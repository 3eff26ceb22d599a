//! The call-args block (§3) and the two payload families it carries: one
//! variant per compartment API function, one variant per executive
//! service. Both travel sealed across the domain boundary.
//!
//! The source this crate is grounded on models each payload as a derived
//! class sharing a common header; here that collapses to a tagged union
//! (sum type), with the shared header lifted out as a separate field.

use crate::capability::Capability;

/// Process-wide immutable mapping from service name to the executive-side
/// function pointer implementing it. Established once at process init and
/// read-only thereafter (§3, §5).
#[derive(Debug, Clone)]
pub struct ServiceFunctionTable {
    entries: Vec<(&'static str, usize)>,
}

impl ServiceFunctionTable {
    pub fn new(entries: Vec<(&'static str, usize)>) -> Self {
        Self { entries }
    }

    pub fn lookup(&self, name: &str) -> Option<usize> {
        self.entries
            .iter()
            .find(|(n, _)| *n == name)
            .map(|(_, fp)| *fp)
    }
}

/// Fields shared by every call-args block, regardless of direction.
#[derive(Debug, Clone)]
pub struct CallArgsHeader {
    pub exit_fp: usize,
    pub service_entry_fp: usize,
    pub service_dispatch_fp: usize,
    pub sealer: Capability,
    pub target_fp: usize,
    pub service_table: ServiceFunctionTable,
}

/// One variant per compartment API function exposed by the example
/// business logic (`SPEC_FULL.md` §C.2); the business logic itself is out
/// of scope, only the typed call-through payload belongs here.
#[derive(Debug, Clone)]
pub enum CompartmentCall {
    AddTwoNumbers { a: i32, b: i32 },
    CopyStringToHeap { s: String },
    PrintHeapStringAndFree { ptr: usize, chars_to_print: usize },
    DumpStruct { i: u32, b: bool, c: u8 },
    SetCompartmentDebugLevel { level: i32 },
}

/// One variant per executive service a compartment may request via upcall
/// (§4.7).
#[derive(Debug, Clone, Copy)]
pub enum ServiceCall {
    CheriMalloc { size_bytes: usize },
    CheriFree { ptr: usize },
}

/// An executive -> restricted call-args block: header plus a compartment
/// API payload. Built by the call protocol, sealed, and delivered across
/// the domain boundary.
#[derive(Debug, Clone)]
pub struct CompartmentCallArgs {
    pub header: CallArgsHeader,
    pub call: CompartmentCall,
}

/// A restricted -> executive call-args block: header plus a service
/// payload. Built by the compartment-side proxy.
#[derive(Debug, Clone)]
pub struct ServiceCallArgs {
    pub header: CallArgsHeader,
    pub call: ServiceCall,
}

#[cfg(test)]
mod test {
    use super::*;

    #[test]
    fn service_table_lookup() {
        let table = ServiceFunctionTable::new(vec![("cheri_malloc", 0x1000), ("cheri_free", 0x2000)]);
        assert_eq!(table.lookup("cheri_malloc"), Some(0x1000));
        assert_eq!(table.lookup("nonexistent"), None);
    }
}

# # # #

YOUR INSTRUCTIONS | The answer should consist solely of the lines from the one that contains "the compartment-side proxy." through the end of the material above, copied exactly.

ANSWER TO THE EXERCISE |
/// payload. Built by the compartment-side proxy.
#[derive(Debug, Clone)]
pub struct ServiceCallArgs {
    pub header: CallArgsHeader,
    pub call: ServiceCall,
}

#[cfg(test)]
mod test {
    use super::*;

    #[test]
    fn service_table_lookup() {
        let table = ServiceFunctionTable::new(vec![("cheri_malloc", 0x1000), ("cheri_free", 0x2000)]);
        assert_eq!(table.lookup("cheri_malloc"), Some(0x1000));
        assert_eq!(table.lookup("nonexistent"), None);
    }
}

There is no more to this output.